» **What you need to do**
Find the word "Errors" in the data below and copy each line that holds it.

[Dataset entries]
========

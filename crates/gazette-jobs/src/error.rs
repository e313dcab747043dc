//! Queue error types.

use thiserror::Error;

/// Result type for queue operations.
pub type QueueResult<T> = Result<T, QueueError>;

/// Errors surfaced by the job queue core.
#[derive(Debug, Error)]
pub enum QueueError {
    /// Redis error.
    #[error("Redis error: {0}")]
    Redis(#[from] redis::RedisError),

    /// Redis pool error.
    #[error("Redis pool error: {0}")]
    Pool(#[from] deadpool_redis::PoolError),

    /// Serialization error.
    #[error("Serialization error: {0}")]
    Serialization(#[from] serde_json::Error),

    /// Job not found.
    #[error("Job not found: {0}")]
    NotFound(String),

    /// Invalid job state for the requested operation.
    #[error("Invalid job state: expected {expected}, got {actual}")]
    InvalidState { expected: String, actual: String },

    /// Queue name is not configured.
    #[error("Unknown queue: {0}")]
    UnknownQueue(String),

    /// No processor registered for a job type.
    #[error("No processor registered for type {0}")]
    NoProcessor(String),

    /// Store configuration error.
    #[error("Configuration error: {0}")]
    Configuration(String),

    /// Worker error.
    #[error("Worker error: {0}")]
    Worker(String),

    /// Shutdown did not complete within the drain budget.
    #[error("Shutdown incomplete: {0}")]
    Shutdown(String),
}

impl QueueError {
    /// Returns true if the error means the backing store is unreachable.
    pub fn is_store_unavailable(&self) -> bool {
        matches!(self, QueueError::Redis(_) | QueueError::Pool(_))
    }
}
//! Worker pool for one queue.
//!
//! A pool spawns a fixed number of workers. Each worker parks on the
//! queue's notification channel, pops the top-priority job when woken,
//! looks up the processor for its type, and records the outcome. Errors
//! never stop a worker: they become job state transitions and log lines.

use crate::config;
use crate::error::{QueueError, QueueResult};
use crate::job::Job;
use crate::processor::ProcessorRegistry;
use crate::queue::Queue;
use futures::FutureExt;
use parking_lot::Mutex;
use std::panic::AssertUnwindSafe;
use std::sync::atomic::{AtomicBool, AtomicU64, Ordering};
use std::sync::Arc;
use std::time::Duration;
use tokio::task::JoinHandle;
use tokio_util::sync::CancellationToken;
use tracing::{debug, error, info, warn, Instrument};
use uuid::Uuid;

/// Snapshot of a pool's counters.
#[derive(Debug, Clone)]
pub struct WorkerPoolStats {
    /// Queue the pool serves.
    pub queue: String,
    /// Whether the pool has been started and not yet stopped.
    pub running: bool,
    /// Configured worker count.
    pub concurrency: usize,
    /// Jobs completed by this pool.
    pub jobs_processed: u64,
    /// Jobs that failed in this pool (including missing processors).
    pub jobs_failed: u64,
}

/// Fixed-size group of workers bound to one queue.
pub struct WorkerPool {
    queue: Arc<Queue>,
    registry: Arc<ProcessorRegistry>,
    concurrency: usize,
    cancel: CancellationToken,
    running: AtomicBool,
    handles: Mutex<Vec<JoinHandle<()>>>,
    jobs_processed: Arc<AtomicU64>,
    jobs_failed: Arc<AtomicU64>,
}

impl WorkerPool {
    /// Binds a pool to its queue and processor registry.
    pub fn new(
        queue: Arc<Queue>,
        registry: Arc<ProcessorRegistry>,
        concurrency: usize,
        cancel: CancellationToken,
    ) -> Self {
        Self {
            queue,
            registry,
            concurrency,
            cancel,
            running: AtomicBool::new(false),
            handles: Mutex::new(Vec::new()),
            jobs_processed: Arc::new(AtomicU64::new(0)),
            jobs_failed: Arc::new(AtomicU64::new(0)),
        }
    }

    /// Spawns the workers. Returns immediately; the workers run until the
    /// cancellation signal fires.
    pub fn start(&self) -> QueueResult<()> {
        if self.running.swap(true, Ordering::SeqCst) {
            return Err(QueueError::Worker(format!(
                "worker pool for queue '{}' already running",
                self.queue.name()
            )));
        }

        if self.registry.is_empty() {
            warn!(
                queue = %self.queue.name(),
                "No processors registered; jobs on this queue will fail on dequeue"
            );
        }

        info!(
            queue = %self.queue.name(),
            concurrency = self.concurrency,
            "Starting worker pool"
        );

        let mut handles = self.handles.lock();
        for _ in 0..self.concurrency {
            let worker_id = format!("{}-{}", self.queue.name(), Uuid::new_v4());
            let span = tracing::info_span!("worker", worker_id = %worker_id);
            handles.push(tokio::spawn(
                run_worker(
                    worker_id,
                    self.queue.clone(),
                    self.registry.clone(),
                    self.cancel.clone(),
                    self.jobs_processed.clone(),
                    self.jobs_failed.clone(),
                )
                .instrument(span),
            ));
        }

        Ok(())
    }

    /// Fires the cancellation signal and waits up to `drain_timeout` for
    /// every worker to finish its in-flight job and exit.
    pub async fn stop(&self, drain_timeout: Duration) -> QueueResult<()> {
        self.cancel.cancel();

        let handles: Vec<JoinHandle<()>> = self.handles.lock().drain(..).collect();
        let drained =
            tokio::time::timeout(drain_timeout, futures::future::join_all(handles)).await;

        self.running.store(false, Ordering::SeqCst);

        match drained {
            Ok(results) => {
                for result in results {
                    if let Err(e) = result {
                        error!(queue = %self.queue.name(), error = %e, "Worker task aborted");
                    }
                }
                info!(
                    queue = %self.queue.name(),
                    processed = self.jobs_processed.load(Ordering::Relaxed),
                    failed = self.jobs_failed.load(Ordering::Relaxed),
                    "Worker pool stopped"
                );
                Ok(())
            }
            Err(_) => Err(QueueError::Shutdown(format!(
                "queue '{}': workers still running after {:?}",
                self.queue.name(),
                drain_timeout
            ))),
        }
    }

    /// True between `start` and `stop`.
    pub fn is_running(&self) -> bool {
        self.running.load(Ordering::SeqCst)
    }

    /// Counter snapshot.
    pub fn stats(&self) -> WorkerPoolStats {
        WorkerPoolStats {
            queue: self.queue.name().to_string(),
            running: self.is_running(),
            concurrency: self.concurrency,
            jobs_processed: self.jobs_processed.load(Ordering::Relaxed),
            jobs_failed: self.jobs_failed.load(Ordering::Relaxed),
        }
    }
}

async fn run_worker(
    worker_id: String,
    queue: Arc<Queue>,
    registry: Arc<ProcessorRegistry>,
    cancel: CancellationToken,
    jobs_processed: Arc<AtomicU64>,
    jobs_failed: Arc<AtomicU64>,
) {
    debug!(queue = %queue.name(), "Worker started");

    loop {
        if cancel.is_cancelled() {
            break;
        }

        match queue.blocking_dequeue(config::DEQUEUE_TIMEOUT, &cancel).await {
            Ok(Some(job)) => {
                process_job(
                    &worker_id,
                    &queue,
                    &registry,
                    &cancel,
                    job,
                    &jobs_processed,
                    &jobs_failed,
                )
                .await;
            }
            // Timed out, lost a wakeup race, or cancelled: loop re-checks.
            Ok(None) => {}
            Err(e) => {
                error!(queue = %queue.name(), error = %e, "Dequeue failed");
                tokio::select! {
                    _ = cancel.cancelled() => {}
                    _ = tokio::time::sleep(Duration::from_secs(1)) => {}
                }
            }
        }
    }

    debug!(queue = %queue.name(), "Worker stopped");
}

async fn process_job(
    worker_id: &str,
    queue: &Queue,
    registry: &ProcessorRegistry,
    cancel: &CancellationToken,
    job: Job,
    jobs_processed: &AtomicU64,
    jobs_failed: &AtomicU64,
) {
    let Some(processor) = registry.get(&job.job_type) else {
        let reason = QueueError::NoProcessor(job.job_type.clone()).to_string();
        warn!(job_id = %job.id, queue = %queue.name(), job_type = %job.job_type, "{}", reason);
        record_failure(queue, &job.id, &reason).await;
        jobs_failed.fetch_add(1, Ordering::Relaxed);
        return;
    };

    debug!(
        job_id = %job.id,
        queue = %queue.name(),
        job_type = %job.job_type,
        worker_id,
        attempt = job.attempts + 1,
        "Processing job"
    );

    let outcome = AssertUnwindSafe(processor.process(cancel, &job))
        .catch_unwind()
        .await;

    match outcome {
        Ok(Ok(result)) => {
            if let Err(e) = queue.complete(&job.id, result).await {
                // Soft leak: the job stays `processing` in the body hash.
                error!(job_id = %job.id, queue = %queue.name(), error = %e, "Failed to record completion");
            }
            jobs_processed.fetch_add(1, Ordering::Relaxed);
        }
        Ok(Err(process_err)) => {
            warn!(job_id = %job.id, queue = %queue.name(), error = %process_err, "Job execution failed");
            record_failure(queue, &job.id, &process_err.to_string()).await;
            jobs_failed.fetch_add(1, Ordering::Relaxed);
        }
        Err(panic) => {
            let reason = format!("processor panicked: {}", panic_message(panic.as_ref()));
            error!(job_id = %job.id, queue = %queue.name(), "{}", reason);
            record_failure(queue, &job.id, &reason).await;
            jobs_failed.fetch_add(1, Ordering::Relaxed);
        }
    }
}

async fn record_failure(queue: &Queue, job_id: &str, reason: &str) {
    if let Err(e) = queue.fail(job_id, reason).await {
        // Soft leak, same as a lost completion.
        error!(job_id = %job_id, queue = %queue.name(), error = %e, "Failed to record failure");
    }
}

fn panic_message(payload: &(dyn std::any::Any + Send)) -> &str {
    if let Some(msg) = payload.downcast_ref::<&str>() {
        msg
    } else if let Some(msg) = payload.downcast_ref::<String>() {
        msg
    } else {
        "unknown panic"
    }
}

========

» **Exercise result**
/// Errors surfaced by the job queue core.
//! looks up the processor for its type, and records the outcome. Errors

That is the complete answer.